**EXERCISE DESCRIPTION:** Below are the records; give again exactly the line with "the connection is", the line with "held. Completions run", and each line that lies between them, and nothing besides.

**GIVEN DATA:**
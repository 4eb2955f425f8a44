#![doc(html_root_url = "https://docs.rs/thingwire/latest")]
//! Public API for the `thingwire` library.
//!
//! This crate provides a client facade for AWS IoT style brokers: topic
//! subscriptions, thing shadow sessions, and deframing of inbound byte
//! streams into broker messages. The facade is transport agnostic; the
//! [`mqtt`] module supplies a `rumqttc` backed [`Service`] and event driver.

pub mod byte_order;
pub mod client;
pub mod codec;
pub mod config;
pub mod correlation;
pub mod deframer;
pub mod message;
pub mod metrics;
pub mod mqtt;
pub mod service;
pub mod session;
pub mod subscription;
pub mod test_helpers;

pub use client::{ClientError, Connection, ConnectionBuilder, Observers, SharedConnection};
pub use codec::{DecodeFault, FrameDecoder, InboundFrame, MqttPacketDecoder};
pub use config::{ClientMode, ConfigError, ConfigOverrides, ConnectionConfig};
pub use correlation::{ClientToken, ClientTokenGenerator};
pub use deframer::{Ingested, StreamDeframer};
pub use message::{DecodedMessage, QoS};
pub use service::{BrokerError, Completion, Grant, Service, ServiceEvent, ShadowStatus};
pub use session::{DuplicateRegistration, RegisterOptions, Registration, ThingSessionRegistry};
pub use subscription::{SubscribeOptions, SubscriptionRegistry};
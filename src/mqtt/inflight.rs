//! Bookkeeping shared between [`MqttTransport`](super::MqttTransport) and
//! [`MqttDriver`](super::MqttDriver).
//!
//! Subscribe acknowledgements are matched in two steps. A waiter is queued
//! when the request is handed to the client; the event loop reports outgoing
//! SUBSCRIBE packets in request order, binding the oldest queued waiter to
//! the packet id; the SUBACK for that id resolves it.
//!
//! Callbacks never run while the state lock is held.

use std::{
    collections::{HashMap, VecDeque},
    sync::{Mutex, MutexGuard, PoisonError},
    time::Instant,
};

use tracing::warn;

use super::shadow::ShadowOp;
use crate::{
    correlation::ClientToken,
    message::QoS,
    service::{BrokerError, Completion, Grant},
    session::RegisterOptions,
};

/// Completion waiting for a SUBACK.
pub(crate) enum AckWaiter {
    /// Plain topic subscription.
    Subscribe {
        topic: String,
        done: Completion<Vec<Grant>>,
    },
    /// Shadow topics of a thing registration.
    Register { thing: String, done: Completion<()> },
    /// Answer topics subscribed for one non-persistent request.
    Transient { thing: String },
}

impl AckWaiter {
    /// Resolve with the SUBACK return codes; `None` marks a refused filter.
    pub(crate) fn resolve(self, codes: &[Option<QoS>]) {
        let refused = codes.iter().any(Option::is_none);
        match self {
            Self::Subscribe { topic, done } => {
                if refused {
                    done(Err(BrokerError::SubscriptionRejected { topic }));
                } else {
                    let qos = codes.iter().flatten().copied().next().unwrap_or_default();
                    done(Ok(vec![Grant { topic, qos }]));
                }
            }
            Self::Register { thing, done } => {
                if refused {
                    done(Err(BrokerError::RegistrationRejected { thing }));
                } else {
                    done(Ok(()));
                }
            }
            Self::Transient { thing } => {
                if refused {
                    warn!(%thing, "broker refused shadow answer topics");
                }
            }
        }
    }

    /// Fail without an answer from the broker.
    pub(crate) fn fail(self, error: BrokerError) {
        match self {
            Self::Subscribe { done, .. } => done(Err(error)),
            Self::Register { done, .. } => done(Err(error)),
            Self::Transient { .. } => {}
        }
    }
}

/// A shadow request awaiting its answer.
#[derive(Clone, Debug, PartialEq, Eq)]
pub(crate) struct PendingOperation {
    pub(crate) thing: String,
    pub(crate) op: ShadowOp,
    pub(crate) deadline: Instant,
    /// Answer topics were subscribed for this request alone.
    pub(crate) transient: bool,
}

/// Per-thing registration state.
#[derive(Clone, Copy, Debug, Default, PartialEq, Eq)]
pub(crate) struct ThingState {
    pub(crate) persistent: bool,
    pub(crate) discard_stale: bool,
    pub(crate) versioning: bool,
    pub(crate) version: Option<u64>,
}

#[derive(Default)]
struct State {
    queued: VecDeque<AckWaiter>,
    sent: HashMap<u16, AckWaiter>,
    operations: HashMap<ClientToken, PendingOperation>,
    things: HashMap<String, ThingState>,
}

/// Shared request bookkeeping.
#[derive(Default)]
pub(crate) struct Inflight {
    state: Mutex<State>,
}

impl std::fmt::Debug for Inflight {
    fn fmt(&self, f: &mut std::fmt::Formatter<'_>) -> std::fmt::Result {
        let state = self.lock();
        f.debug_struct("Inflight")
            .field("queued", &state.queued.len())
            .field("sent", &state.sent.len())
            .field("operations", &state.operations.len())
            .field("things", &state.things.len())
            .finish()
    }
}

impl Inflight {
    fn lock(&self) -> MutexGuard<'_, State> { self.state.lock().unwrap_or_else(PoisonError::into_inner) }

    /// Queue a waiter for the next SUBSCRIBE handed to the client.
    pub(crate) fn queue(&self, waiter: AckWaiter) { self.lock().queued.push_back(waiter); }

    /// Withdraw the most recently queued waiter after the client refused
    /// the request.
    pub(crate) fn unqueue_last(&self) -> Option<AckWaiter> { self.lock().queued.pop_back() }

    /// Bind the oldest queued waiter to an outgoing SUBSCRIBE.
    ///
    /// Returns `false` when nothing was queued, which happens for requests
    /// replayed by the client after a reconnect.
    pub(crate) fn bind(&self, packet_id: u16) -> bool {
        let mut state = self.lock();
        match state.queued.pop_front() {
            Some(waiter) => {
                state.sent.insert(packet_id, waiter);
                true
            }
            None => false,
        }
    }

    /// Take the waiter bound to `packet_id`.
    pub(crate) fn take_ack(&self, packet_id: u16) -> Option<AckWaiter> { self.lock().sent.remove(&packet_id) }

    /// Take every waiter, bound or not.
    pub(crate) fn drain_waiters(&self) -> Vec<AckWaiter> {
        let mut state = self.lock();
        let mut waiters: Vec<_> = state.sent.drain().map(|(_, waiter)| waiter).collect();
        waiters.extend(state.queued.drain(..));
        waiters
    }

    /// Track a shadow request until it is answered or expires.
    pub(crate) fn track_operation(&self, token: ClientToken, operation: PendingOperation) {
        self.lock().operations.insert(token, operation);
    }

    /// Stop tracking the request identified by `token`.
    pub(crate) fn complete_operation(&self, token: &ClientToken) -> Option<PendingOperation> {
        self.lock().operations.remove(token)
    }

    /// Remove and return every request whose deadline is at or before `now`,
    /// oldest first.
    pub(crate) fn expire(&self, now: Instant) -> Vec<(ClientToken, PendingOperation)> {
        let mut state = self.lock();
        let expired: Vec<ClientToken> = state
            .operations
            .iter()
            .filter(|(_, operation)| operation.deadline <= now)
            .map(|(token, _)| token.clone())
            .collect();
        let mut removed: Vec<_> = expired
            .into_iter()
            .filter_map(|token| state.operations.remove(&token).map(|op| (token, op)))
            .collect();
        removed.sort_by_key(|(_, operation)| operation.deadline);
        removed
    }

    /// Release the answer topics of `token` once it is answered.
    pub(crate) fn mark_transient(&self, token: &ClientToken) {
        if let Some(operation) = self.lock().operations.get_mut(token) {
            operation.transient = true;
        }
    }

    /// Earliest deadline among tracked requests.
    pub(crate) fn next_deadline(&self) -> Option<Instant> {
        self.lock().operations.values().map(|operation| operation.deadline).min()
    }

    /// Number of tracked requests.
    pub(crate) fn pending_operations(&self) -> usize { self.lock().operations.len() }

    /// Record a registered thing.
    pub(crate) fn register_thing(&self, thing: &str, options: &RegisterOptions) {
        self.lock().things.insert(
            thing.to_owned(),
            ThingState {
                persistent: options.persistent_subscribe,
                discard_stale: options.discard_stale,
                versioning: options.enable_versioning,
                version: None,
            },
        );
    }

    /// Forget a registered thing.
    pub(crate) fn forget_thing(&self, thing: &str) -> Option<ThingState> { self.lock().things.remove(thing) }

    /// Registration state of `thing`.
    pub(crate) fn thing(&self, thing: &str) -> Option<ThingState> { self.lock().things.get(thing).copied() }

    /// Record the version of a document received for `thing`.
    ///
    /// Returns `false` when the document is older than the last one seen and
    /// the thing discards stale documents.
    pub(crate) fn observe_version(&self, thing: &str, version: u64) -> bool {
        let mut state = self.lock();
        let Some(entry) = state.things.get_mut(thing) else {
            return true;
        };
        if entry.discard_stale && entry.version.is_some_and(|seen| version < seen) {
            return false;
        }
        entry.version = Some(entry.version.map_or(version, |seen| seen.max(version)));
        true
    }
}
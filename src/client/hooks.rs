//! Observer slots for connection events.
//!
//! [`Observers`] is a registration table of optional callbacks, one per event
//! kind. It is built fluently, frozen behind an [`Arc`] when the connection is
//! built, and shared with request completions so broker answers can reach the
//! observers without touching the connection.
//!
//! Observers run on whichever context delivers their event. Dispatched events
//! run them on the dispatching thread, with the
//! [`SharedConnection`](super::SharedConnection) lock held. Completions run
//! them wherever the transport resolves the request; under `MqttTransport`
//! that is the event loop task, so `on_subscription`, `on_thing_connected`
//! and broker errors passed to `on_error` may run concurrently with dispatch.
//! Handlers are therefore `Send + Sync` and must never lock the connection;
//! hand work to another task instead.

use std::{fmt, sync::Arc};

use serde_json::Value;

use super::ClientError;
use crate::{
    correlation::ClientToken,
    service::{Grant, ShadowStatus},
};

/// Callback taking no arguments.
pub type EventHandler = Arc<dyn Fn() + Send + Sync>;

/// Callback receiving an error.
pub type ErrorHandler = Arc<dyn Fn(&ClientError) + Send + Sync>;

/// Callback receiving the thing and token of a timed out request.
pub type TimeoutHandler = Arc<dyn Fn(&str, &ClientToken) + Send + Sync>;

/// Callback receiving a thing and its shadow delta document.
pub type DeltaHandler = Arc<dyn Fn(&str, &Value) + Send + Sync>;

/// Callback receiving the outcome of a shadow request.
pub type StatusHandler = Arc<dyn Fn(&str, ShadowStatus, &ClientToken, &Value) + Send + Sync>;

/// Callback receiving an inbound message as topic and lossy UTF-8 text.
pub type MessageHandler = Arc<dyn Fn(&str, &str) + Send + Sync>;

/// Callback receiving the name of a thing whose session is usable.
pub type ThingHandler = Arc<dyn Fn(&str) + Send + Sync>;

/// Callback receiving the levels granted for a subscription.
pub type SubscriptionHandler = Arc<dyn Fn(&[Grant]) + Send + Sync>;

/// Optional observers for every connection event.
///
/// # Examples
///
/// ```
/// use thingwire::client::Observers;
///
/// let observers = Observers::new()
///     .on_connect(|| println!("connected"))
///     .on_message(|topic, text| println!("{topic}: {text}"));
/// assert!(observers.has_message_observer());
/// ```
#[derive(Clone, Default)]
#[expect(
    clippy::struct_field_names,
    reason = "on_ prefix is idiomatic for callback fields"
)]
pub struct Observers {
    on_connect: Option<EventHandler>,
    on_timeout: Option<TimeoutHandler>,
    on_reconnect: Option<EventHandler>,
    on_error: Option<ErrorHandler>,
    on_delta: Option<DeltaHandler>,
    on_status: Option<StatusHandler>,
    on_close: Option<EventHandler>,
    on_offline: Option<EventHandler>,
    on_message: Option<MessageHandler>,
    on_thing_connected: Option<ThingHandler>,
    on_subscription: Option<SubscriptionHandler>,
}

impl fmt::Debug for Observers {
    fn fmt(&self, f: &mut fmt::Formatter<'_>) -> fmt::Result {
        f.debug_struct("Observers")
            .field("on_connect", &self.on_connect.is_some())
            .field("on_timeout", &self.on_timeout.is_some())
            .field("on_reconnect", &self.on_reconnect.is_some())
            .field("on_error", &self.on_error.is_some())
            .field("on_delta", &self.on_delta.is_some())
            .field("on_status", &self.on_status.is_some())
            .field("on_close", &self.on_close.is_some())
            .field("on_offline", &self.on_offline.is_some())
            .field("on_message", &self.on_message.is_some())
            .field("on_thing_connected", &self.on_thing_connected.is_some())
            .field("on_subscription", &self.on_subscription.is_some())
            .finish()
    }
}

macro_rules! observer_setter {
    ($(#[$docs:meta])* $name:ident, $handler:ty, ($($arg:ident: $ty:ty),*)) => {
        $(#[$docs])*
        #[must_use]
        pub fn $name<F>(mut self, f: F) -> Self
        where
            F: Fn($($ty),*) + Send + Sync + 'static,
        {
            let handler: $handler = Arc::new(move |$($arg: $ty),*| f($($arg),*));
            self.$name = Some(handler);
            self
        }
    };
}

impl Observers {
    /// Create a table with every slot empty.
    #[must_use]
    pub fn new() -> Self { Self::default() }

    observer_setter!(
        /// Observe successful connections.
        on_connect, EventHandler, ()
    );
    observer_setter!(
        /// Observe shadow requests that received no answer.
        on_timeout, TimeoutHandler, (thing: &str, token: &ClientToken)
    );
    observer_setter!(
        /// Observe reconnection attempts.
        on_reconnect, EventHandler, ()
    );
    observer_setter!(
        /// Observe transport, broker and decode errors.
        on_error, ErrorHandler, (error: &ClientError)
    );
    observer_setter!(
        /// Observe shadow deltas.
        on_delta, DeltaHandler, (thing: &str, state: &Value)
    );
    observer_setter!(
        /// Observe answers to shadow requests.
        on_status, StatusHandler,
        (thing: &str, status: ShadowStatus, token: &ClientToken, state: &Value)
    );
    observer_setter!(
        /// Observe connection close.
        on_close, EventHandler, ()
    );
    observer_setter!(
        /// Observe the transport going offline.
        on_offline, EventHandler, ()
    );
    observer_setter!(
        /// Observe inbound messages as `(topic, text)`.
        on_message, MessageHandler, (topic: &str, text: &str)
    );
    observer_setter!(
        /// Observe things whose shadow session became usable.
        on_thing_connected, ThingHandler, (thing: &str)
    );
    observer_setter!(
        /// Observe levels granted for subscriptions.
        on_subscription, SubscriptionHandler, (granted: &[Grant])
    );

    /// Whether a message observer is installed.
    #[must_use]
    pub fn has_message_observer(&self) -> bool { self.on_message.is_some() }

    pub(crate) fn connected(&self) {
        if let Some(f) = &self.on_connect {
            f();
        }
    }

    pub(crate) fn timed_out(&self, thing: &str, token: &ClientToken) {
        if let Some(f) = &self.on_timeout {
            f(thing, token);
        }
    }

    pub(crate) fn reconnecting(&self) {
        if let Some(f) = &self.on_reconnect {
            f();
        }
    }

    pub(crate) fn error(&self, error: &ClientError) {
        if let Some(f) = &self.on_error {
            f(error);
        }
    }

    pub(crate) fn delta(&self, thing: &str, state: &Value) {
        if let Some(f) = &self.on_delta {
            f(thing, state);
        }
    }

    pub(crate) fn status(&self, thing: &str, status: ShadowStatus, token: &ClientToken, state: &Value) {
        if let Some(f) = &self.on_status {
            f(thing, status, token, state);
        }
    }

    pub(crate) fn closed(&self) {
        if let Some(f) = &self.on_close {
            f();
        }
    }

    pub(crate) fn offline(&self) {
        if let Some(f) = &self.on_offline {
            f();
        }
    }

    pub(crate) fn message(&self, topic: &str, text: &str) {
        if let Some(f) = &self.on_message {
            f(topic, text);
        }
    }

    pub(crate) fn thing_connected(&self, thing: &str) {
        if let Some(f) = &self.on_thing_connected {
            f(thing);
        }
    }

    pub(crate) fn subscription(&self, granted: &[Grant]) {
        if let Some(f) = &self.on_subscription {
            f(granted);
        }
    }
}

**TASK OUTPUT:**
//! kind. It is built fluently, frozen behind an [`Arc`] when the connection is
//! built, and shared with request completions so broker answers can reach the
//! observers without touching the connection.
//!
//! Observers run on whichever context delivers their event. Dispatched events
//! run them on the dispatching thread, with the
//! [`SharedConnection`](super::SharedConnection) lock held. Completions run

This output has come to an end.